Reviewing politics
and culture since 1913

  1. Politics
  2. Morning Call
17 October 2025

Rachel Reeves’s great tax dilemma

Will the Chancellor have to break her pledges to save her fiscal rules?

By George Eaton

The Budget is a process, not an event. That much was clear this week as Rachel Reeves indicated that tax rises and, potentially, spending cuts are on the way.

Two weeks have passed since the Office for Budget Responsibility’s first forecast – estimating the size of the “black hole” she must fill – landed on the Chancellor’s desk. On Monday, Reeves will receive the second version, with three more to come ahead of the Budget on 26 November (the final one just five days before).

Think of this as a negotiation between the OBR and the Treasury, with the latter pushing for as many pro-growth measures as possible to be incorporated or “scored” in the forecast. Reeves hopes that the government’s new Planning and Infrastructure Bill as well as the three trade deals with, respectively, the US, Europe and India will be factored in (every 0.1 percentage point shift is worth £9bn).

What’s clear is that, however generous the forecast is, Reeves will need to raise taxes by far more than originally planned. The Chancellor doesn’t just want to maintain her “headroom” of £9.9bn, she wants to increase it (something that, as Morning Call reported back in July, bond vigilantes have been pushing for). An extended freeze in income tax thresholds, a new tax on online gambling and a rise in the bank profits levy are among the likely measures.

But Reeves’s defining judgement will be whether to break Labour’s manifesto and raise income tax, VAT, National Insurance (on employees) or corporation tax. The government’s past insistence that it would keep such pledges has become a looser declaration that “the manifesto stands”. Yet what stands today can be “stood down” tomorrow – as Labour’s £28bn green investment pledge was in opposition.
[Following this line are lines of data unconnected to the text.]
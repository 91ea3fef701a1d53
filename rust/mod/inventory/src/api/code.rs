//! Stateless code endpoints (generator, QR codec) plus scan resolution.

use axum::{extract::State, routing::post, Json, Router};
use serde::{Deserialize, Serialize};
use serde_json::Value;

use granthalaya_core::ServiceError;

use crate::code::{self, parse_sequence, ProductType, ScanEvent, ScanKind};
use crate::service::ResolvedScan;

use super::AppState;

pub fn routes() -> Router<AppState> {
    Router::new()
        .route("/codes/generate", post(generate_code))
        .route("/qr/encode", post(encode_payload))
        .route("/qr/decode", post(decode_payload))
        .route("/scan", post(scan))
}

#[derive(Deserialize)]
struct GenerateBody {
    #[serde(rename = "type")]
    product_type: String,
    name: String,
    /// Number or numeric string; omitted means the default sequence.
    #[serde(default)]
    sequence: Option<Value>,
}

#[derive(Serialize)]
struct CodeResponse {
    code: String,
}

fn sequence_from(value: Option<Value>) -> Result<Option<u64>, ServiceError> {
    let invalid = |v: &Value| ServiceError::Validation(format!("sequence {v} is not a non-negative integer"));
    match value {
        None | Some(Value::Null) => Ok(None),
        Some(Value::Number(n)) => n.as_u64().map(Some).ok_or_else(|| invalid(&Value::Number(n.clone()))),
        Some(Value::String(s)) => parse_sequence(&s)
            .map(Some)
            .map_err(|e| ServiceError::Validation(e.to_string())),
        Some(other) => Err(invalid(&other)),
    }
}

async fn generate_code(Json(body): Json<GenerateBody>) -> Result<Json<CodeResponse>, ServiceError> {
    let product_type: ProductType = body
        .product_type
        .parse()
        .map_err(|e: code::CodeError| ServiceError::Validation(e.to_string()))?;
    let sequence = sequence_from(body.sequence)?;
    let code = code::generate_code(product_type, &body.name, sequence)
        .map_err(|e| ServiceError::Validation(e.to_string()))?;
    Ok(Json(CodeResponse { code }))
}

#[derive(Deserialize)]
struct EncodeBody {
    kind: ScanKind,
    id: String,
}

#[derive(Serialize)]
struct PayloadResponse {
    payload: String,
}

async fn encode_payload(Json(body): Json<EncodeBody>) -> Json<PayloadResponse> {
    Json(PayloadResponse {
        payload: code::encode(body.kind, &body.id),
    })
}

#[derive(Deserialize)]
struct DecodeBody {
    payload: String,
}

async fn decode_payload(Json(body): Json<DecodeBody>) -> Result<Json<ScanEvent>, ServiceError> {
    code::decode(&body.payload)
        .map(Json)
        .ok_or_else(|| ServiceError::Validation("payload carries no recognized identifier".into()))
}

#[derive(Deserialize)]
struct ScanBody {
    raw: String,
}

async fn scan(
    State(svc): State<AppState>,
    Json(body): Json<ScanBody>,
) -> Result<Json<ResolvedScan>, ServiceError> {
    Ok(Json(svc.scan_input(&body.raw)?))
}
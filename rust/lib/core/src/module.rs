use axum::Router;

/// A service module that contributes HTTP routes.
///
/// The binary collects every module and merges their routers into the
/// application router.
pub trait Module: Send + Sync {
    /// Module name, used for logging.
    fn name(&self) -> &str;

    /// The module's routes, already carrying their own prefix.
    fn routes(&self) -> Router;
}
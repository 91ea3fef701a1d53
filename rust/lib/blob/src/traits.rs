use crate::error::BlobError;

/// Metadata for a stored blob.
#[derive(Debug, Clone, PartialEq, Eq)]
pub struct BlobMeta {
    pub key: String,
    pub size: u64,
}

/// BlobStore is the "put blob, get URL" file storage the inventory
/// service hands rendered label sheets to.
///
/// Keys are relative, slash-separated paths such as
/// `labels/5f0c.../sheet.json`. `FileStore` maps them onto a local
/// directory; an object-storage backend only has to implement this trait.
pub trait BlobStore: Send + Sync {
    /// Store a blob. Overwrites if the key already exists.
    fn put(&self, key: &str, data: &[u8]) -> Result<(), BlobError>;

    /// Retrieve a blob. Returns None if the key does not exist.
    fn get(&self, key: &str) -> Result<Option<Vec<u8>>, BlobError>;

    /// Delete a blob. No-op if the key does not exist.
    fn delete(&self, key: &str) -> Result<(), BlobError>;

    /// Check whether a blob exists.
    fn exists(&self, key: &str) -> Result<bool, BlobError>;

    /// List blobs whose key starts with `prefix`, sorted by key.
    fn list(&self, prefix: &str) -> Result<Vec<BlobMeta>, BlobError>;

    /// Public URL a client can fetch the blob from.
    fn url(&self, key: &str) -> Result<String, BlobError>;
}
Those at the top of No 10 and No 11 have long dismissed voices that are intensely relaxed about abandoning the manifesto. First, it would amount to a breach of trust at a time when public cynicism about politics is already high. Second, it would directly raise voters’ cost of living even as they contend with sustained inflation.

There are recent precedents for chancellors raising taxes on low and middle earners. In 2002, Gordon Brown increased National Insurance by 1p to fund higher NHS spending; in 2021, Rishi Sunak raised NI by 1.25 points for social care. But the differences are obvious. As a former Treasury aide puts it: “One rolled the pitch, the other faced a pandemic.”

Treat yourself or a friend this Christmas to a New Statesman subscription from £2 per month

Hence Reeves’s deep reluctance to depart from the manifesto. But the most important signal the Chancellor sent this week was this: she will “always make sure the numbers add up”. Reeves knows that history is littered with the corpses of Labour governments deemed to have failed in this duty. In a contest between her fiscal rules and her tax pledges it is clear which will prevail: her rules. Whether the Chancellor is forced to make this choice will in part hinge on that private battle with the OBR.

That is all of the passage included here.